NAIROBI, Kenya, Feb 10 – A new study conducted in Kilifi by KEMRI Wellcome Trust has revealed that patients on multiple anti-seizure medications, a treatment approach known as polytherapy, are at a higher risk of developing mental health problems.
The research, which was conducted at the Kilifi Epilepsy and Neurodevelopmental Clinic, analyzed data from 3,016 epilepsy patients who attended the clinic between March 2019 and May 2024.
Epilepsy is a chronic noncommunicable disease of the brain that is characterized by recurrent seizures, which are brief episodes of involuntary movement that may involve a part of the body (partial) or the entire body (generalized) and are sometimes accompanied by loss of consciousness and control of bowel or bladder function.
According to the World Health Organization, this condition affects more than 50 million people worldwide, 80 percent of whom are from low- and middle-income countries.

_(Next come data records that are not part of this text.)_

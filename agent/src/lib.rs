//! vspace-agent: the in-process interception engine.
//!
//! Compiled as a cdylib and loaded into the host process; the host runtime
//! drives it through the C ABI in [`bridge`]. One process-wide [`Engine`]
//! owns the installer, the library registry, the hook manager and the binder
//! monitor, with every lifecycle and mutation operation serialized by a
//! single lock. Replacement bodies on the interception hot path never take
//! that lock.

pub mod binder_monitor;
pub mod bridge;
pub mod elf;
pub mod error;
pub mod hooks;
pub mod resolver;

pub use error::{EngineError, Result};
pub use resolver::SymbolRecord;

use std::sync::{Arc, Mutex, OnceLock};

use log::{debug, info, warn};
use vspace_hook::Installer;
use vspace_policy::TransactionFilter;

use crate::binder_monitor::BinderMonitor;
use crate::hooks::HookManager;
use crate::resolver::LibraryRegistry;

/// System libraries opened at initialization. Per group, the first name the
/// linker accepts wins; later names cover hosts where the canonical soname
/// differs.
const SYSTEM_LIBRARIES: [&[&str]; 3] = [
    &["libc.so", "libc.so.6"],
    &["libdl.so", "libdl.so.2"],
    &["libbinder.so"],
];

struct EngineState {
    installer: Arc<Installer>,
    resolver: LibraryRegistry,
    manager: HookManager,
    monitor: BinderMonitor,
}

/// Process-wide coordinator. `UNINITIALIZED -> INITIALIZED -> UNINITIALIZED`;
/// every operation other than `initialize` and `teardown` is rejected with
/// `NotInitialized` outside the initialized state.
pub struct Engine {
    state: Mutex<Option<EngineState>>,
}

/// Lock shared by every test in this crate that touches process-global state
/// (the engine singleton, the policy table, the captured syscall backups).
#[cfg(test)]
pub(crate) fn lock_engine_tests() -> std::sync::MutexGuard<'static, ()> {
    static LOCK: OnceLock<Mutex<()>> = OnceLock::new();
    LOCK.get_or_init(|| Mutex::new(()))
        .lock()
        .unwrap_or_else(|e| e.into_inner())
}

impl Engine {
    pub fn obtain() -> &'static Engine {
        static INSTANCE: OnceLock<Engine> = OnceLock::new();
        INSTANCE.get_or_init(|| Engine {
            state: Mutex::new(None),
        })
    }

    fn with_state<T>(&self, f: impl FnOnce(&mut EngineState) -> Result<T>) -> Result<T> {
        let mut guard = self.state.lock().unwrap_or_else(|e| e.into_inner());
        match guard.as_mut() {
            Some(state) => f(state),
            None => Err(EngineError::NotInitialized),
        }
    }

    /// Arm the engine. Idempotent: a second call on an initialized engine is
    /// a no-op.
    pub fn initialize(&self) -> Result<()> {
        let mut guard = self.state.lock().unwrap_or_else(|e| e.into_inner());
        if guard.is_some() {
            debug!("engine already initialized");
            return Ok(());
        }

        let installer = Arc::new(Installer::new());
        let mut resolver = LibraryRegistry::new();
        for group in SYSTEM_LIBRARIES {
            let opened = group.iter().any(|name| match resolver.open(name) {
                Ok(()) => true,
                Err(e) => {
                    debug!("could not open {name}: {e}");
                    false
                }
            });
            if !opened {
                warn!("no candidate of {group:?} could be opened; relying on default scope");
            }
        }

        let manager = HookManager::new(installer.clone());
        *guard = Some(EngineState {
            installer,
            resolver,
            manager,
            monitor: BinderMonitor::new(),
        });
        info!("engine initialized");
        Ok(())
    }

    pub fn is_initialized(&self) -> bool {
        self.state
            .lock()
            .unwrap_or_else(|e| e.into_inner())
            .is_some()
    }

    /// Disarm everything and return to the pre-init state. Double teardown is
    /// a no-op.
    ///
    /// Callers are responsible for quiescence: no thread may still be inside
    /// a replacement or trampoline when this runs.
    pub fn teardown(&self) {
        let mut guard = self.state.lock().unwrap_or_else(|e| e.into_inner());
        let Some(mut state) = guard.take() else {
            debug!("teardown on uninitialized engine");
            return;
        };

        unsafe {
            state.manager.uninstall_all();
            state.monitor.detach();
            state.resolver.unload_all();
            binder_monitor::reset_policy();

            if state.installer.active_count() == 0 {
                state.installer.release_trampolines();
            } else {
                warn!(
                    "{} hooks could not be uninstalled; leaving trampoline pages mapped",
                    state.installer.active_count()
                );
            }
        }
        info!("engine torn down");
    }

    /// Resolve `symbol` and redirect it to `replacement`, returning the
    /// backup address.
    ///
    /// `replacement` must be ABI-compatible with the resolved function, and
    /// the target's prologue must be position-independent; violating either
    /// is undefined behavior once the hooked function is called.
    pub fn install_hook(&self, symbol: &str, replacement: usize) -> Result<usize> {
        self.with_state(|s| unsafe {
            s.manager.install_by_name(&mut s.resolver, symbol, replacement)
        })
    }

    /// Remove the hook installed under `symbol`. Callers ensure quiescence.
    pub fn uninstall_hook(&self, symbol: &str) -> Result<()> {
        self.with_state(|s| unsafe { s.manager.uninstall_by_name(symbol) })
    }

    /// Symbols of currently active hooks, in install order.
    pub fn active_hooks(&self) -> Result<Vec<String>> {
        self.with_state(|s| Ok(s.manager.list_hooks().iter().map(|h| h.symbol.clone()).collect()))
    }

    /// Library-scoped lookup when `library` is given, global otherwise.
    pub fn find_symbol(&self, library: Option<&str>, symbol: &str) -> Result<usize> {
        self.with_state(|s| {
            let addr = match library {
                Some(lib) => s.resolver.resolve(lib, symbol),
                None => s.resolver.resolve_any(symbol),
            };
            addr.ok_or_else(|| EngineError::SymbolNotFound(symbol.to_string()))
        })
    }

    pub fn load_library(&self, path: &str) -> Result<()> {
        self.with_state(|s| s.resolver.open(path))
    }

    pub fn unload_library(&self, path: &str) -> Result<()> {
        self.with_state(|s| s.resolver.close(path))
    }

    /// Seed the resolver's cache with a known address.
    pub fn register_symbol(&self, record: SymbolRecord) -> Result<()> {
        self.with_state(|s| {
            s.resolver.register_symbol(record);
            Ok(())
        })
    }

    /// Arm the binder interceptor.
    pub fn hook_ipc(&self) -> Result<()> {
        self.with_state(|s| unsafe { s.monitor.install(&mut s.manager, &mut s.resolver) })
    }

    /// Disarm the binder interceptor. A no-op when it is not armed.
    pub fn unhook_ipc(&self) -> Result<()> {
        self.with_state(|s| {
            unsafe { s.monitor.remove(&mut s.manager) };
            Ok(())
        })
    }

    pub fn ipc_hooked(&self) -> Result<bool> {
        self.with_state(|s| Ok(s.monitor.is_hooked()))
    }

    pub fn set_ipc_filter(&self, service: &str, allow: bool) -> Result<()> {
        self.with_state(|_| {
            binder_monitor::policy()
                .write()
                .unwrap_or_else(|e| e.into_inner())
                .set_service(service, allow);
            Ok(())
        })
    }

    pub fn set_ipc_predicate(&self, service: &str, filter: TransactionFilter) -> Result<()> {
        self.with_state(|_| {
            binder_monitor::policy()
                .write()
                .unwrap_or_else(|e| e.into_inner())
                .set_filter(service, filter);
            Ok(())
        })
    }

    pub fn remove_ipc_filter(&self, service: &str) -> Result<bool> {
        self.with_state(|_| {
            let mut store = binder_monitor::policy()
                .write()
                .unwrap_or_else(|e| e.into_inner());
            let removed = store.remove_service(service) | store.remove_filter(service);
            Ok(removed)
        })
    }

    /// Restore the policy table to its default seed.
    pub fn clear_ipc_filters(&self) -> Result<()> {
        self.with_state(|_| {
            binder_monitor::reset_policy();
            Ok(())
        })
    }
}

According to the study, one-third of the patients assessed were on polytherapy due to frequent seizures and focal seizures, factors that generally downturn the effectiveness of anti-seizure medications, necessitating the addition of multiple drugs.
Dr. Mercy Atieno, the lead researcher of the study, explained that children on polytherapy were more likely to exhibit behavioral problems. At the same time, depression and psychosis were more prevalent in adults with a longer history of the condition compared to those on monotherapy.

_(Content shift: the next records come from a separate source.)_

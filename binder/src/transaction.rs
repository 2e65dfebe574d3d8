//! Transaction classification and best-effort parsing.
//!
//! Byte-oriented traffic is only *tentatively* binder: the first word is
//! checked against the driver's object tags, and the service name is a
//! heuristic scan. Policy must tolerate misses; precision of the extracted
//! name is not guaranteed.

use thiserror::Error;

/// Strong binder object tag (`B_PACK_CHARS('s','b','*')`).
pub const TYPE_BINDER: u32 = 0x7362_2a85;
/// Weak binder object tag.
pub const TYPE_WEAK_BINDER: u32 = 0x7762_2a85;
/// Strong handle tag.
pub const TYPE_HANDLE: u32 = 0x6862_2a85;
/// Weak handle tag.
pub const TYPE_WEAK_HANDLE: u32 = 0x7768_2a85;

/// Smallest buffer that can carry an opcode and flags word.
pub const MIN_TRANSACTION_LEN: usize = 8;

#[derive(Debug, Error, PartialEq, Eq)]
pub enum ParseError {
    #[error("transaction buffer too short: {0} bytes")]
    TooShort(usize),
}

/// One intercepted transaction. Payload slices are owned copies, never
/// aliases into kernel buffers.
#[derive(Debug, Clone, PartialEq, Eq)]
pub struct Transaction {
    pub code: u32,
    pub flags: u32,
    /// Heuristically extracted target service; empty when no candidate run
    /// was found.
    pub service: String,
    pub data: Vec<u8>,
    pub reply: Vec<u8>,
}

/// Does the first word carry one of the driver's object tags?
pub fn is_tagged(buf: &[u8]) -> bool {
    if buf.len() < 4 {
        return false;
    }
    let word = u32::from_le_bytes(buf[..4].try_into().unwrap());
    matches!(
        word,
        TYPE_BINDER | TYPE_WEAK_BINDER | TYPE_HANDLE | TYPE_WEAK_HANDLE
    )
}

/// Parse a transaction buffer: first 32-bit word is the opcode, second is
/// flags, and the remainder is scanned for a service name.
pub fn parse(buf: &[u8]) -> Result<Transaction, ParseError> {
    if buf.len() < MIN_TRANSACTION_LEN {
        return Err(ParseError::TooShort(buf.len()));
    }

    let code = u32::from_le_bytes(buf[0..4].try_into().unwrap());
    let flags = u32::from_le_bytes(buf[4..8].try_into().unwrap());

    Ok(Transaction {
        code,
        flags,
        service: extract_service_name(&buf[8..]).unwrap_or_default(),
        data: buf.to_vec(),
        reply: Vec::new(),
    })
}

fn is_name_byte(b: u8) -> bool {
    b.is_ascii_alphanumeric() || b == b'.' || b == b'_'
}

/// Longest run of `[A-Za-z0-9._]` starting with a lowercase letter, of
/// length greater than 3.
pub fn extract_service_name(buf: &[u8]) -> Option<String> {
    let mut best: Option<&[u8]> = None;

    let mut i = 0;
    while i < buf.len() {
        if !buf[i].is_ascii_lowercase() {
            i += 1;
            continue;
        }
        let start = i;
        while i < buf.len() && is_name_byte(buf[i]) {
            i += 1;
        }
        let run = &buf[start..i];
        if run.len() > 3 && best.map_or(true, |b| run.len() > b.len()) {
            best = Some(run);
        }
    }

    best.map(|b| String::from_utf8_lossy(b).into_owned())
}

The study involved the use of standardized and structured questionnaires and a Child Behavior Checklist (CBCL) administered by clinicians.
The study scrutinized five domains, including hypomania, thought insertion, paranoia, strange experiences, and hallucinations, and an affirmative reply in any was considered a positive diagnosis.
“Often clinicians add on medications for individuals who continue to have seizures on the first or second drug, consecutively,” she stated.
“Our findings show that epilepsy management with polytherapy may be associated with psychiatric comorbidities,” she added.
Otieno further explained that some individual medications for the condition, especially older ones such as phenytoin, have been linked to psychiatric conditions; thus, combining such medications is likely to accelerate the risk of psychiatric comorbidities.
“The mechanisms for most are not fully understood, and warrant further investigation,” she stated.
The findings in Kilifi have underscored challenges of epilepsy management in low-income settings, where access to newer and potentially safer medications like levetiracetam and lamotrigine remains limited.
The risk of premature death in people with epilepsy is up to three times higher than for the general population, according to WHO.
Three-quarters of people with epilepsy living in low-income countries do not get the treatment they need, and In many parts of the world, people with epilepsy and their families often suffer from stigma and discrimination.
Otieno stressed the need for capacity building among healthcare workers on the appropriate medicine combination and investment in newer, safer, and more accessible medications that may be helpful to manage the condition in addition to assessing mental health problems in people with epilepsy on polytherapy.
“Initiation of polytherapy should be carefully considered and treatment of mental health problems in individuals with epilepsy should be carefully done since the medications can affect the effectiveness of each other,” she stated.